*** Opening THE RECORDS ***

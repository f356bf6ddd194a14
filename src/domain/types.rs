use std::cmp::Ordering;
use std::fmt;
use std::str::FromStr;

use rusqlite::types::{FromSql, FromSqlError, FromSqlResult, ToSql, ToSqlOutput, ValueRef};
use serde::{Deserialize, Serialize};

/// Error returned when a label does not belong to a closed vocabulary
#[derive(Debug, Clone, PartialEq, Eq, thiserror::Error)]
#[error("invalid {kind}: '{value}'")]
pub struct UnknownLabel {
    pub kind: &'static str,
    pub value: String,
}

/// Wires a closed label enum into `Display`, `FromStr`, serde and rusqlite.
/// Every vocabulary type is stored and transmitted by its label.
macro_rules! label_enum {
    ($name:ident, $kind:literal, { $($variant:ident => $label:literal),+ $(,)? }) => {
        impl $name {
            pub const ALL: &'static [$name] = &[$($name::$variant),+];

            pub fn as_str(&self) -> &'static str {
                match self {
                    $($name::$variant => $label),+
                }
            }
        }

        impl fmt::Display for $name {
            fn fmt(&self, f: &mut fmt::Formatter<'_>) -> fmt::Result {
                f.write_str(self.as_str())
            }
        }

        impl FromStr for $name {
            type Err = UnknownLabel;

            fn from_str(s: &str) -> Result<Self, Self::Err> {
                match s.trim() {
                    $($label => Ok($name::$variant),)+
                    other => Err(UnknownLabel { kind: $kind, value: other.to_string() }),
                }
            }
        }

        impl TryFrom<String> for $name {
            type Error = UnknownLabel;

            fn try_from(value: String) -> Result<Self, Self::Error> {
                value.parse()
            }
        }

        impl From<$name> for String {
            fn from(value: $name) -> Self {
                value.as_str().to_string()
            }
        }

        impl ToSql for $name {
            fn to_sql(&self) -> rusqlite::Result<ToSqlOutput<'_>> {
                Ok(ToSqlOutput::from(self.as_str()))
            }
        }

        impl FromSql for $name {
            fn column_result(value: ValueRef<'_>) -> FromSqlResult<Self> {
                let label = value.as_str()?;
                label.parse().map_err(|e| FromSqlError::Other(Box::new(e)))
            }
        }
    };
}

#[derive(Debug, Clone, Copy, PartialEq, Eq, Hash, Serialize, Deserialize)]
#[serde(try_from = "String", into = "String")]
pub enum Gender {
    Male,
    Female,
}

label_enum!(Gender, "gender", {
    Male => "Male",
    Female => "Female",
});

impl Gender {
    /// Label used in exported spreadsheets
    pub fn localized(&self) -> &'static str {
        match self {
            Gender::Male => "Férfi",
            Gender::Female => "Nő",
        }
    }
}

/// Which players an event is open to
#[derive(Debug, Clone, Copy, PartialEq, Eq, Hash, Serialize, Deserialize)]
#[serde(try_from = "String", into = "String")]
pub enum EventGender {
    Male,
    Female,
    Both,
}

label_enum!(EventGender, "event gender", {
    Male => "Male",
    Female => "Female",
    Both => "Both",
});

impl EventGender {
    pub fn admits(&self, gender: Gender) -> bool {
        match self {
            EventGender::Both => true,
            EventGender::Male => gender == Gender::Male,
            EventGender::Female => gender == Gender::Female,
        }
    }
}

#[derive(Debug, Clone, Copy, PartialEq, Eq, Hash, PartialOrd, Ord, Serialize, Deserialize)]
#[serde(try_from = "String", into = "String")]
pub enum AgeCategory {
    Senior,
    U21,
    U19,
    U17,
    U15,
    U13,
    U11,
}

label_enum!(AgeCategory, "age category", {
    Senior => "Senior",
    U21 => "U21",
    U19 => "U19",
    U17 => "U17",
    U15 => "U15",
    U13 => "U13",
    U11 => "U11",
});

/// Categories covered when a snapshot is requested for "All"
pub const SNAPSHOT_CATEGORIES: [AgeCategory; 5] = [
    AgeCategory::Senior,
    AgeCategory::U19,
    AgeCategory::U15,
    AgeCategory::U13,
    AgeCategory::U11,
];

impl AgeCategory {
    /// Age ceiling of a youth category, `None` for Senior
    pub fn max_age(&self) -> Option<i32> {
        match self {
            AgeCategory::Senior => None,
            AgeCategory::U21 => Some(21),
            AgeCategory::U19 => Some(19),
            AgeCategory::U17 => Some(17),
            AgeCategory::U15 => Some(15),
            AgeCategory::U13 => Some(13),
            AgeCategory::U11 => Some(11),
        }
    }
}

/// Competition tier of an event
#[derive(Debug, Clone, Copy, PartialEq, Eq, Hash, Serialize, Deserialize)]
#[serde(try_from = "String", into = "String")]
pub enum EventType {
    National,
    Featured,
    Top,
    FirstClass,
    SecondClass,
    County,
}

label_enum!(EventType, "event type", {
    National => "OB",
    Featured => "Kiemelt",
    Top => "TOP",
    FirstClass => "I. osztály",
    SecondClass => "II. osztály",
    County => "Megye",
});

impl EventType {
    /// Tiers whose contribution to the best-events total is capped separately
    pub fn is_discounted(&self) -> bool {
        matches!(self, EventType::SecondClass)
    }
}

/// Competition category a result was recorded in
#[derive(Debug, Clone, Copy, PartialEq, Eq, Hash, Serialize, Deserialize)]
#[serde(try_from = "String", into = "String")]
pub enum Category {
    Singles,
    Doubles,
    Mixed,
    Team,
}

label_enum!(Category, "category", {
    Singles => "Egyes",
    Doubles => "Páros",
    Mixed => "Vegyes",
    Team => "Csapat",
});

impl Category {
    /// Team results are never priced from the point table
    pub fn requires_manual_points(&self) -> bool {
        matches!(self, Category::Team)
    }
}

/// Finishing position on the fixed ladder, including group-stage codes.
///
/// The derived `Ord` follows ladder order, which is what result tables use
/// for display. Value comparison is only meaningful for the numeric subset,
/// see [`Position::compare_numeric`].
#[derive(Debug, Clone, Copy, PartialEq, Eq, Hash, PartialOrd, Ord, Serialize, Deserialize)]
#[serde(try_from = "String", into = "String")]
pub enum Position {
    P1,
    P2,
    P3,
    P4,
    P5,
    P6,
    P7,
    P8,
    P9,
    P10,
    P11,
    P12,
    P17,
    P33,
    P65,
    Cs3,
    Cs4,
    Cs5,
    P17Kv,
    P33Kv,
    P65Kv,
}

label_enum!(Position, "position", {
    P1 => "1",
    P2 => "2",
    P3 => "3",
    P4 => "4",
    P5 => "5",
    P6 => "6",
    P7 => "7",
    P8 => "8",
    P9 => "9",
    P10 => "10",
    P11 => "11",
    P12 => "12",
    P17 => "17",
    P33 => "33",
    P65 => "65",
    Cs3 => "CS3",
    Cs4 => "CS4",
    Cs5 => "CS5",
    P17Kv => "17KV",
    P33Kv => "33KV",
    P65Kv => "65KV",
});

impl Position {
    /// Placement value for purely numeric positions
    pub fn numeric(&self) -> Option<u32> {
        self.as_str().parse().ok()
    }

    /// Compares two placements by value; `None` unless both are numeric
    pub fn compare_numeric(&self, other: &Position) -> Option<Ordering> {
        Some(self.numeric()?.cmp(&other.numeric()?))
    }
}

/// Gender selection for snapshot generation
#[derive(Debug, Clone, Copy, PartialEq, Eq)]
pub enum GenderSelector {
    One(Gender),
    Both,
}

impl FromStr for GenderSelector {
    type Err = UnknownLabel;

    fn from_str(s: &str) -> Result<Self, Self::Err> {
        match s.trim() {
            "Both" => Ok(GenderSelector::Both),
            other => other.parse().map(GenderSelector::One),
        }
    }
}

/// Age category selection for snapshot generation
#[derive(Debug, Clone, Copy, PartialEq, Eq)]
pub enum CategorySelector {
    One(AgeCategory),
    All,
}

impl FromStr for CategorySelector {
    type Err = UnknownLabel;

    fn from_str(s: &str) -> Result<Self, Self::Err> {
        match s.trim() {
            "All" => Ok(CategorySelector::All),
            other => other.parse().map(CategorySelector::One),
        }
    }
}

#[cfg(test)]
mod tests {
    use super::*;

    #[test]
    fn test_labels_round_trip_through_from_str() {
        for category in Category::ALL {
            assert_eq!(category.as_str().parse::<Category>().unwrap(), *category);
        }
        for position in Position::ALL {
            assert_eq!(position.as_str().parse::<Position>().unwrap(), *position);
        }
    }

    #[test]
    fn test_unknown_label_is_rejected() {
        let err = "Quarter".parse::<Position>().unwrap_err();
        assert_eq!(err.kind, "position");
        assert!("III. osztály".parse::<EventType>().is_err());
    }

    #[test]
    fn test_numeric_comparison_only_for_numeric_positions() {
        assert_eq!(Position::P2.compare_numeric(&Position::P17), Some(Ordering::Less));
        assert_eq!(Position::P33.compare_numeric(&Position::P5), Some(Ordering::Greater));
        assert_eq!(Position::Cs3.compare_numeric(&Position::P3), None);
        assert_eq!(Position::P17Kv.numeric(), None);
    }

    #[test]
    fn test_ladder_order_puts_numeric_positions_first() {
        let mut positions = vec![Position::Cs4, Position::P12, Position::P2, Position::P65Kv];
        positions.sort();
        assert_eq!(positions, vec![Position::P2, Position::P12, Position::Cs4, Position::P65Kv]);
    }

    #[test]
    fn test_only_second_class_is_discounted() {
        let discounted: Vec<_> = EventType::ALL.iter().filter(|t| t.is_discounted()).collect();
        assert_eq!(discounted, vec![&EventType::SecondClass]);
    }

    #[test]
    fn test_selectors_parse_fan_out_labels() {
        assert_eq!("Both".parse::<GenderSelector>().unwrap(), GenderSelector::Both);
        assert_eq!(
            "Female".parse::<GenderSelector>().unwrap(),
            GenderSelector::One(Gender::Female)
        );
        assert_eq!("All".parse::<CategorySelector>().unwrap(), CategorySelector::All);
        assert_eq!(
            "U15".parse::<CategorySelector>().unwrap(),
            CategorySelector::One(AgeCategory::U15)
        );
    }

    #[test]
    fn test_serde_uses_storage_labels() {
        let json = serde_json::to_string(&EventType::SecondClass).unwrap();
        assert_eq!(json, "\"II. osztály\"");
        let parsed: Category = serde_json::from_str("\"Vegyes\"").unwrap();
        assert_eq!(parsed, Category::Mixed);
    }
}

*** Closing THE RECORDS ***

- _PROBLEM DETAILS_
Scan the listing above for the word "Ordering" and copy every line that holds it.

- _ANSWER BELOW_
use std::cmp::Ordering;
    pub fn compare_numeric(&self, other: &Position) -> Option<Ordering> {
        assert_eq!(Position::P2.compare_numeric(&Position::P17), Some(Ordering::Less));
        assert_eq!(Position::P33.compare_numeric(&Position::P5), Some(Ordering::Greater));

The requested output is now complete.